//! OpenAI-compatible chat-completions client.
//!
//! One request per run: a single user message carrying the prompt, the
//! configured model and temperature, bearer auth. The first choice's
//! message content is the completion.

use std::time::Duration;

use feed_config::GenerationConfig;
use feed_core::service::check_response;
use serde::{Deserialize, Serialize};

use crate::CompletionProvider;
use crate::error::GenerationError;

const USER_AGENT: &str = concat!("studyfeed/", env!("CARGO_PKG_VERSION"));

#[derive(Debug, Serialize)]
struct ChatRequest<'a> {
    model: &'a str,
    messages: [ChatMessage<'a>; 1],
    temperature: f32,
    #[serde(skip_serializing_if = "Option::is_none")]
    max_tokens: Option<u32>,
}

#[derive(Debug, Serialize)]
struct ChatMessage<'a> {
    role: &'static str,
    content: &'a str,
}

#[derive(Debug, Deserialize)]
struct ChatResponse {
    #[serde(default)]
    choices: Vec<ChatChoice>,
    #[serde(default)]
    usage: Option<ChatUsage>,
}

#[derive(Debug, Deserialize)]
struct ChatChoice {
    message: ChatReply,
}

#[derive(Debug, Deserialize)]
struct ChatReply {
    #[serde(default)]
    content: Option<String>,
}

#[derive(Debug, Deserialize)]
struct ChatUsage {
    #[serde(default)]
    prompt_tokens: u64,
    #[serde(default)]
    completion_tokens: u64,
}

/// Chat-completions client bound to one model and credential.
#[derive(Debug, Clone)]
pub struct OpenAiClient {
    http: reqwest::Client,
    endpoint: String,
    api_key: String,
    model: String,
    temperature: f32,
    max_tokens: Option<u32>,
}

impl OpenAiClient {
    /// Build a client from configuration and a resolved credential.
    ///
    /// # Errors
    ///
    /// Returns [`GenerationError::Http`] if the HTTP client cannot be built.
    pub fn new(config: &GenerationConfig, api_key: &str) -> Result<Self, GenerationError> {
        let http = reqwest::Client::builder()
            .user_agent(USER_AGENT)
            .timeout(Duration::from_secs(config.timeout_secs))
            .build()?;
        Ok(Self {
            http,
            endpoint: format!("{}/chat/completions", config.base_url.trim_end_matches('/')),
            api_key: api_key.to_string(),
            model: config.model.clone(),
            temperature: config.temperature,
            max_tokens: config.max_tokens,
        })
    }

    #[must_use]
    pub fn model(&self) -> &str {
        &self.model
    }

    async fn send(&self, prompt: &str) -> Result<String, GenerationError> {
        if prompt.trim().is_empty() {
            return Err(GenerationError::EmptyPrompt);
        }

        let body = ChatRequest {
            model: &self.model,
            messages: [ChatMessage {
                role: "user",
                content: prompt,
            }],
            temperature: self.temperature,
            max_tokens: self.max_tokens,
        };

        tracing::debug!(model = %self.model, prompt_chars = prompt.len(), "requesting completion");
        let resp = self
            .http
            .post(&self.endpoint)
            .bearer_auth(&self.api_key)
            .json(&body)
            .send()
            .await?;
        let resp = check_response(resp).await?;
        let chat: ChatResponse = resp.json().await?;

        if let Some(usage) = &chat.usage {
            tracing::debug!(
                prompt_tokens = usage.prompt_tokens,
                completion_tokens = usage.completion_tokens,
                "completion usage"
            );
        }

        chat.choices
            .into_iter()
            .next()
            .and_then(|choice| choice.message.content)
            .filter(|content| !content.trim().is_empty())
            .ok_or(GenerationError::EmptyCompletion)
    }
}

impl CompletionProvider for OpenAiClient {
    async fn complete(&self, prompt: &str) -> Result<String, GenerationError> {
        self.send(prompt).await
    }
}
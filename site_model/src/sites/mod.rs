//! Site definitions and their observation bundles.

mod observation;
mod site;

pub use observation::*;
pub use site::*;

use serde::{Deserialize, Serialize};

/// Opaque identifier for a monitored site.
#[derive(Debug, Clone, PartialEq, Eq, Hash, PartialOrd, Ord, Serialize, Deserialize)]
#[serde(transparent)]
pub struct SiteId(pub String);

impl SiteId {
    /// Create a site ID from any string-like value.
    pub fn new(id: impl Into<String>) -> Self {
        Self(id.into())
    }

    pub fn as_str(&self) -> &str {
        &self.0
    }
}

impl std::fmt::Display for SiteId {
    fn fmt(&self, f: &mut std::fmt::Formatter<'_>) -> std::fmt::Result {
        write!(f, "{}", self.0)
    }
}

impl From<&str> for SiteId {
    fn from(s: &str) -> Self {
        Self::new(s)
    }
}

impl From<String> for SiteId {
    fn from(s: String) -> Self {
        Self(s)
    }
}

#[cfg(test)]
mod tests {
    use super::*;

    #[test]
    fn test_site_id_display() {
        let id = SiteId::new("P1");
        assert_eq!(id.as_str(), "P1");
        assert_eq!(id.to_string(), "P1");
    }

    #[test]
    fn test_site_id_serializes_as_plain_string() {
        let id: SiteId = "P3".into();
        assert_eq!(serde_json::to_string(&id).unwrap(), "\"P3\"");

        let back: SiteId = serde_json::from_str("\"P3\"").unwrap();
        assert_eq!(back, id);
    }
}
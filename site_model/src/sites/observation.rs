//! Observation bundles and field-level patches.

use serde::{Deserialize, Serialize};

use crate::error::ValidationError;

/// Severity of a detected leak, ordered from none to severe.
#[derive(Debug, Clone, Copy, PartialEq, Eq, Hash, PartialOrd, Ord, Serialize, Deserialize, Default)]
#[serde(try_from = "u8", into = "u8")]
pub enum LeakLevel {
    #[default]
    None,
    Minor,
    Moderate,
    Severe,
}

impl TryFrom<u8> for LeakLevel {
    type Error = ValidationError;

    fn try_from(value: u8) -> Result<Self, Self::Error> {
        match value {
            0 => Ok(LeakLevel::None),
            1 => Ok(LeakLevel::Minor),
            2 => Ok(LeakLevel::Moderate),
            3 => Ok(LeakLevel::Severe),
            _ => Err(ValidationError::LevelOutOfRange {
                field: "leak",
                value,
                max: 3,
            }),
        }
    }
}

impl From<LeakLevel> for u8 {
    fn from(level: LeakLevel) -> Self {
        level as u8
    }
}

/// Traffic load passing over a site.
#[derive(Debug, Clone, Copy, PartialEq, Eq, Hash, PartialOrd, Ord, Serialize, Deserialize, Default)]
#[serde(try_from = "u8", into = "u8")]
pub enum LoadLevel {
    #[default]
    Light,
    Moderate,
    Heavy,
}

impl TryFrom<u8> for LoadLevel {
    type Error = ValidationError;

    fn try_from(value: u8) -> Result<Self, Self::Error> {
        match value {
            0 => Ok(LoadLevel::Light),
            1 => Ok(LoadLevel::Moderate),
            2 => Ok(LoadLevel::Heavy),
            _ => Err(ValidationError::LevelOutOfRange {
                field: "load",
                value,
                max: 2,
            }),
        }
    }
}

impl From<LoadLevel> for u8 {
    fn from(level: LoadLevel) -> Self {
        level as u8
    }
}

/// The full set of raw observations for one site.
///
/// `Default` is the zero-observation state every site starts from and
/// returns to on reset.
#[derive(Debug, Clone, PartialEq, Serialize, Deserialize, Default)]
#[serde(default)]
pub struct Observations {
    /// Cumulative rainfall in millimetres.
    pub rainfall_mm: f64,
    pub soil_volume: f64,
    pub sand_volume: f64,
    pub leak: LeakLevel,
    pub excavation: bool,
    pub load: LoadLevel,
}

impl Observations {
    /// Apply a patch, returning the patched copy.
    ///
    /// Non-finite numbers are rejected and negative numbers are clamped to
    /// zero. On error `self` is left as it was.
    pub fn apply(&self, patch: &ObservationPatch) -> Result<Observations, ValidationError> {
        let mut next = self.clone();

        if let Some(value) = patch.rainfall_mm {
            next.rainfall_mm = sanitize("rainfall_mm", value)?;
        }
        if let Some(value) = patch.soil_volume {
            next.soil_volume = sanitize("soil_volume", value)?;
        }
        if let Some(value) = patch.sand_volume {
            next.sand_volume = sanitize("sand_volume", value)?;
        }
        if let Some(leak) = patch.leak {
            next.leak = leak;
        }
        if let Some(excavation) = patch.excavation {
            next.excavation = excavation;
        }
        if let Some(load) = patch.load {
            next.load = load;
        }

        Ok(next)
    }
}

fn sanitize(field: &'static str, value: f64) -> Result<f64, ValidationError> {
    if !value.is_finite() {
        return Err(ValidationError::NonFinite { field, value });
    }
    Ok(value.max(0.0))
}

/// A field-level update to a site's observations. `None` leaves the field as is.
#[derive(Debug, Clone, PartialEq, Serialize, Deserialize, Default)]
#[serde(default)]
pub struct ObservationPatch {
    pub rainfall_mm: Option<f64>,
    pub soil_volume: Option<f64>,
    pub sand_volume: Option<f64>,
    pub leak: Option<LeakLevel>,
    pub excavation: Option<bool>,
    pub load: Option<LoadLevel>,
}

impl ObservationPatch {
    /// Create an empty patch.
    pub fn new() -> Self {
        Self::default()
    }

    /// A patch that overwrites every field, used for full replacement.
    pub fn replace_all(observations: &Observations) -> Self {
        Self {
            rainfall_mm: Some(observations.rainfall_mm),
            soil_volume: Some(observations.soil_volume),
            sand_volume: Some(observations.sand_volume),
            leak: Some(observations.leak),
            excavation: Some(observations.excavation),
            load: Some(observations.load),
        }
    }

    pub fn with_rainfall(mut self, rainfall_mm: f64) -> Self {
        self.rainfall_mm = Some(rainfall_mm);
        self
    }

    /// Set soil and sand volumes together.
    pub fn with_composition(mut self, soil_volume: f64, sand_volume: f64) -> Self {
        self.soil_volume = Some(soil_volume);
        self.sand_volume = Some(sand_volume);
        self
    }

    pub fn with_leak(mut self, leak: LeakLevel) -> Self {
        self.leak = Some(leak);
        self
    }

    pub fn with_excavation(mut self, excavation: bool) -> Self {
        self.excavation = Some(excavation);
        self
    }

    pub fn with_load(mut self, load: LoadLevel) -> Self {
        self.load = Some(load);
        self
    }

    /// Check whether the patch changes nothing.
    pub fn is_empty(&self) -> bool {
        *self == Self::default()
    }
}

━━━━━━━━━━━━━━━━

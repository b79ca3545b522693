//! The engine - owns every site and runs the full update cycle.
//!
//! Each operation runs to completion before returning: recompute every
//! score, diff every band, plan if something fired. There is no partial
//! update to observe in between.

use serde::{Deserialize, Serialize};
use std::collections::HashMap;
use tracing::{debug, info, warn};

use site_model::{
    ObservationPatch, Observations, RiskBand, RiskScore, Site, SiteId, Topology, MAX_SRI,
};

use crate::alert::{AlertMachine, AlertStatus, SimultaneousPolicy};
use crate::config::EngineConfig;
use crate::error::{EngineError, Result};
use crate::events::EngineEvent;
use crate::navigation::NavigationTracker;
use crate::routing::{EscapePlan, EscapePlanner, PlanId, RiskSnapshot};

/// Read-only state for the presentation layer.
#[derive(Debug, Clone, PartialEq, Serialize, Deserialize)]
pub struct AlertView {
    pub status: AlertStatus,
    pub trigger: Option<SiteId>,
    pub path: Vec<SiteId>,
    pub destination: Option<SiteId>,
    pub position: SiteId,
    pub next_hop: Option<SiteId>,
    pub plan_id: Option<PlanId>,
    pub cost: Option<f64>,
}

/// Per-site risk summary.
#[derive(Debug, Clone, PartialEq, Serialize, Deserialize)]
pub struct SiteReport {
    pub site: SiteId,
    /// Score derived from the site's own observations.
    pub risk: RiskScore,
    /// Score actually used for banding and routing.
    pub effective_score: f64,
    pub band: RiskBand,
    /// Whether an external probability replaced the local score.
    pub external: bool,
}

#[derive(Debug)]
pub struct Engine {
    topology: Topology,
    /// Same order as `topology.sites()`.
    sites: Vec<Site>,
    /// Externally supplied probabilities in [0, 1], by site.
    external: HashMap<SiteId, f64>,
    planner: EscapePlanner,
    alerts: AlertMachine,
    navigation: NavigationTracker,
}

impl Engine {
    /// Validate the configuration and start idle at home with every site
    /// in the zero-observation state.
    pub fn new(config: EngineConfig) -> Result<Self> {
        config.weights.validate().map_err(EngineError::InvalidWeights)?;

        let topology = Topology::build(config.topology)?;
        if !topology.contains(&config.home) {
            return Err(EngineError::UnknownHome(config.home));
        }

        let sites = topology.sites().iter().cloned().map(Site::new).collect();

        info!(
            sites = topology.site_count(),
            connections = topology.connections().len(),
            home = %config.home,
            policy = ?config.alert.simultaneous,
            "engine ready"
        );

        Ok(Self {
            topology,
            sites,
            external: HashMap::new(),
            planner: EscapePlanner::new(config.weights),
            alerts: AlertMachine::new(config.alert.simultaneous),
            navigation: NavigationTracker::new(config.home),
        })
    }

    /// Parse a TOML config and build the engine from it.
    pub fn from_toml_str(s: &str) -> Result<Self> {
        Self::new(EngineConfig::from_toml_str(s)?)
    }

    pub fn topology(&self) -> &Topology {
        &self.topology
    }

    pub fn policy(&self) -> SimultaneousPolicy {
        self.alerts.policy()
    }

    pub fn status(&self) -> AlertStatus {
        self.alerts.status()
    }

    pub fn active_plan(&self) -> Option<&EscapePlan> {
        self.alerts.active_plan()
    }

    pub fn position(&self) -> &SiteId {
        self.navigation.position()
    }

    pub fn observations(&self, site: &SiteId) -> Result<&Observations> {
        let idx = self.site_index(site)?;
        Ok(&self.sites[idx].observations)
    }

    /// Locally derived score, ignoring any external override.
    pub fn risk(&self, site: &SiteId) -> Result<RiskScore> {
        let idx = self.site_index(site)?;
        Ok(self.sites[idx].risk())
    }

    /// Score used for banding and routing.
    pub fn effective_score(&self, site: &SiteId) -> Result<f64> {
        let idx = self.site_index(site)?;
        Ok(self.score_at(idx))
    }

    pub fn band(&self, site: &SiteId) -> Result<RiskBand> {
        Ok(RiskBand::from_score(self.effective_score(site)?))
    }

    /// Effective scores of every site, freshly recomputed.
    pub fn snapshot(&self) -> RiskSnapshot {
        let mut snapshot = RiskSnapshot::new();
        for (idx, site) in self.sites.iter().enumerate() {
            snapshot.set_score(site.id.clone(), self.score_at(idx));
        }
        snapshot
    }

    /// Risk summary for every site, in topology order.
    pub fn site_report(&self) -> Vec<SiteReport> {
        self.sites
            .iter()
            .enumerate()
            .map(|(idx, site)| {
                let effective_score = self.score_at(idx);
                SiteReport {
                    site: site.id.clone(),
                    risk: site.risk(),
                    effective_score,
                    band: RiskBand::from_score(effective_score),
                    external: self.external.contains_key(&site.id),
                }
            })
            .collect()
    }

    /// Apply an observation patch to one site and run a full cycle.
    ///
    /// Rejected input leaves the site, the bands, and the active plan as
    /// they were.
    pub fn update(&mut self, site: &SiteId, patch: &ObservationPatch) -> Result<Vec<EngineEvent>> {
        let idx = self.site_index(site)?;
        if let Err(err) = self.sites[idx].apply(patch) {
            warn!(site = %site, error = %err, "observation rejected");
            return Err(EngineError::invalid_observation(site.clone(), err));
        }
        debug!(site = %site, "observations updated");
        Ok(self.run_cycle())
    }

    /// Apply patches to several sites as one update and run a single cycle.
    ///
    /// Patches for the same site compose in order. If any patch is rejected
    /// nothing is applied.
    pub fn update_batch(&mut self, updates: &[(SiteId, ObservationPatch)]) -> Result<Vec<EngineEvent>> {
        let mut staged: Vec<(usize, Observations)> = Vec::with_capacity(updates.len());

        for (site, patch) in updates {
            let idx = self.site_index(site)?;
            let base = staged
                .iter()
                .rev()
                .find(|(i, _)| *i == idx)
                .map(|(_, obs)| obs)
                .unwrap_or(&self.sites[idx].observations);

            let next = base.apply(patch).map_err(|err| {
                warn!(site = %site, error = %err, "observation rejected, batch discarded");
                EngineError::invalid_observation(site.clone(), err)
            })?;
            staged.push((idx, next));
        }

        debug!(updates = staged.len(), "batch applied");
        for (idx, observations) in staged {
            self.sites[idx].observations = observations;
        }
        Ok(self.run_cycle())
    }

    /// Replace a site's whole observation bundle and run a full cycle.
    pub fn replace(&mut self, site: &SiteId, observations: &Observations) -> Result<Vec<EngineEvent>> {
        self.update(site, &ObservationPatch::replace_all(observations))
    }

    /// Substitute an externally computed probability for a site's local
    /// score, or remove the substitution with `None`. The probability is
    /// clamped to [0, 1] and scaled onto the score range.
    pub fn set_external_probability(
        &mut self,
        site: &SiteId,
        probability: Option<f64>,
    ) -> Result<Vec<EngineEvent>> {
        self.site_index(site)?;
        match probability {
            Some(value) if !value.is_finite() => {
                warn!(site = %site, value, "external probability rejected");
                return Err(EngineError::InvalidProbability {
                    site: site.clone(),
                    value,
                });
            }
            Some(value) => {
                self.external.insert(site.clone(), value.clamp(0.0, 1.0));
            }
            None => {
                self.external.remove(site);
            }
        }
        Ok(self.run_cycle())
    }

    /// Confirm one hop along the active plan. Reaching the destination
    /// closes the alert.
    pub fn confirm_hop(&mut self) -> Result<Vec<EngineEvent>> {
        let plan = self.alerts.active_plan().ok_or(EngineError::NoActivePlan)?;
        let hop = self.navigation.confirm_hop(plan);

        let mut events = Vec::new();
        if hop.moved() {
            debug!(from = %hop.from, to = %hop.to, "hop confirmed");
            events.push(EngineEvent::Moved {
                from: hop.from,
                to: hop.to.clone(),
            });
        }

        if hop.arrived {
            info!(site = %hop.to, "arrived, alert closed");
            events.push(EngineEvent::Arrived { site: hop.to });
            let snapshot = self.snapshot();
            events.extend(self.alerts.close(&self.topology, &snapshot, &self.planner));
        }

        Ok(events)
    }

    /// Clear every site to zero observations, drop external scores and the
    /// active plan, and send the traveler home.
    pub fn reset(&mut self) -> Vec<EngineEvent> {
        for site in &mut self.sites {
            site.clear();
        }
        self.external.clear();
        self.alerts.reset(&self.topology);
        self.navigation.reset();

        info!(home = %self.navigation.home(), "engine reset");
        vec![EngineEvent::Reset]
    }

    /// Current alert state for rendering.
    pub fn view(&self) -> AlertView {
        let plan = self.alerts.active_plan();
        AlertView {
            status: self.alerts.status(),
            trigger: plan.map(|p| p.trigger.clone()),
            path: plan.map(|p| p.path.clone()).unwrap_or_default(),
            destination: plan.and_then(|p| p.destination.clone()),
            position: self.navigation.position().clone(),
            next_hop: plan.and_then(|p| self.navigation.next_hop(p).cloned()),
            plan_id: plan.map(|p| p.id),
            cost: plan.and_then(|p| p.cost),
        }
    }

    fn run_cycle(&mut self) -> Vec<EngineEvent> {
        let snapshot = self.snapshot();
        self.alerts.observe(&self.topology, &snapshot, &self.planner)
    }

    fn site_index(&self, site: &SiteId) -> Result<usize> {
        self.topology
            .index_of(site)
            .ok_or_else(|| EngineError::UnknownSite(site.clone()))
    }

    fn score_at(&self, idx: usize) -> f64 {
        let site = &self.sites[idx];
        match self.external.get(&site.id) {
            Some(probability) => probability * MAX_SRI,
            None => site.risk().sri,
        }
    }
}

━━━━━━━━━━━━━━━━

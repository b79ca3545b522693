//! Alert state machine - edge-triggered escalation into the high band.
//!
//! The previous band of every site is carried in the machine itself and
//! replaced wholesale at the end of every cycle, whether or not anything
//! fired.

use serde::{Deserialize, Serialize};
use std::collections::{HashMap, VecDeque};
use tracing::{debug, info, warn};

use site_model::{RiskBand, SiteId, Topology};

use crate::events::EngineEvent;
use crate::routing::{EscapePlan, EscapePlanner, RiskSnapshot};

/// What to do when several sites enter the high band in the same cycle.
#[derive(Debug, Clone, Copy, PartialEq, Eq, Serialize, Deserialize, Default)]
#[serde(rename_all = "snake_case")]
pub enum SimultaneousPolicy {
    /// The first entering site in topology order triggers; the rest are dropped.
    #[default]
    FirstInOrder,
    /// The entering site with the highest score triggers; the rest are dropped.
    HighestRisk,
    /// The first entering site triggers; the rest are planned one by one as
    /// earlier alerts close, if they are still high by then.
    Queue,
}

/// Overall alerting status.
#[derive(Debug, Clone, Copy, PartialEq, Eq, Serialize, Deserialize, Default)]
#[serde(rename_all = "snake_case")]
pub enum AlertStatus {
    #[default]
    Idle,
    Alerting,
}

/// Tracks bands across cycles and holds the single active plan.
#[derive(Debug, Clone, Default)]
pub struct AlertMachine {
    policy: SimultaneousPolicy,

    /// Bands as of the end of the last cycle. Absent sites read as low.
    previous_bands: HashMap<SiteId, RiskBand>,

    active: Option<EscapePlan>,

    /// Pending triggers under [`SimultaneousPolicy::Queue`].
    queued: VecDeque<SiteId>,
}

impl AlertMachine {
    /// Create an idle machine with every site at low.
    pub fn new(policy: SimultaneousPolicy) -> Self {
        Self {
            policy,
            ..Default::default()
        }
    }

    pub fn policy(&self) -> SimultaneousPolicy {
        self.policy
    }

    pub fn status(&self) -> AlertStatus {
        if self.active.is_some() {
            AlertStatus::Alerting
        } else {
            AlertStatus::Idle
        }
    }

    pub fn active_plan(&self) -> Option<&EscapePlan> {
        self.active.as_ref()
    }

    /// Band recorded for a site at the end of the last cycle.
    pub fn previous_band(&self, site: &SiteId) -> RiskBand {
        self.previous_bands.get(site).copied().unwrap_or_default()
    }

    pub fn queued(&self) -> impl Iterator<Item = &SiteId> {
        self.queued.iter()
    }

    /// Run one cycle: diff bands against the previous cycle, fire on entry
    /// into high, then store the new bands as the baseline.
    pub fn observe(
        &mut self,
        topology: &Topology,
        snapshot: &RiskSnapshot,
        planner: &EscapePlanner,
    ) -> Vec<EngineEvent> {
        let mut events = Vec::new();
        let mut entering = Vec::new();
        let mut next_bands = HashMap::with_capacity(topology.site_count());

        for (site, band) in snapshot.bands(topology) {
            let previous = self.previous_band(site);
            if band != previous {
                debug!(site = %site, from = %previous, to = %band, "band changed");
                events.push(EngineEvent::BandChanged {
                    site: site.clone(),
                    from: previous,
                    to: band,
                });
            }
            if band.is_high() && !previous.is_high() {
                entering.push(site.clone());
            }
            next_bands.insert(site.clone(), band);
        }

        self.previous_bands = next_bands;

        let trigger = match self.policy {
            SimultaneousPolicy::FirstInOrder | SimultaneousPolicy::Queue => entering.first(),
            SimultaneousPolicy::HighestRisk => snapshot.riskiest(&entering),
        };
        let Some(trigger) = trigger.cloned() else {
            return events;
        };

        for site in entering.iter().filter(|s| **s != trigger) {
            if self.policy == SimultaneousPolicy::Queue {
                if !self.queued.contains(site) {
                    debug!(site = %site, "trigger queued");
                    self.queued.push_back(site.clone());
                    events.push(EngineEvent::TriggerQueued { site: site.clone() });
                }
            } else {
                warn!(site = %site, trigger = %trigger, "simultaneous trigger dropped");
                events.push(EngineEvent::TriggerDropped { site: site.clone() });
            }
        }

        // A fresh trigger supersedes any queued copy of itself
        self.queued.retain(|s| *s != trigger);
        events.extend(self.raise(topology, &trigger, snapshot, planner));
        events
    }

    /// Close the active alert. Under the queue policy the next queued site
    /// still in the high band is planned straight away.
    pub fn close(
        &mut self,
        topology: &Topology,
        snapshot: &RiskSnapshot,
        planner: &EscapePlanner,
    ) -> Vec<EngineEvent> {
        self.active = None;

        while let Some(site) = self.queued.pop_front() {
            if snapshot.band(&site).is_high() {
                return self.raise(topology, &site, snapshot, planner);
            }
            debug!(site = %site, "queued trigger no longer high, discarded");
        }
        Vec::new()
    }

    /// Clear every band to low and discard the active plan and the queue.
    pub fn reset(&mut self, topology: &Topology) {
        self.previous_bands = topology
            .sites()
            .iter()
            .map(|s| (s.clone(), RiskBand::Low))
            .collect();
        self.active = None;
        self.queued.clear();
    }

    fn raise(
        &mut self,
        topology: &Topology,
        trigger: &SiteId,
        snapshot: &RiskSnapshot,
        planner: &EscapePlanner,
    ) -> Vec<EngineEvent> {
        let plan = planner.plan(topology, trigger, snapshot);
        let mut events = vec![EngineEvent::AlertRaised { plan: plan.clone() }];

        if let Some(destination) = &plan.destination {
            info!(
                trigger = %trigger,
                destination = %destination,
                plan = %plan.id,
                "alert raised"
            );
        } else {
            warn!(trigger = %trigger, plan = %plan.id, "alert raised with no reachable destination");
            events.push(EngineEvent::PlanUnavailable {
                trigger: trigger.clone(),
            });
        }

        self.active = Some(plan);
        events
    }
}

━━━━━━━━━━━━━━━━

# YOUR ASSIGNMENT:
Show each line of the material above where "weights" occurs.

# TASK ANSWER:
        config.weights.validate().map_err(EngineError::InvalidWeights)?;
            planner: EscapePlanner::new(config.weights),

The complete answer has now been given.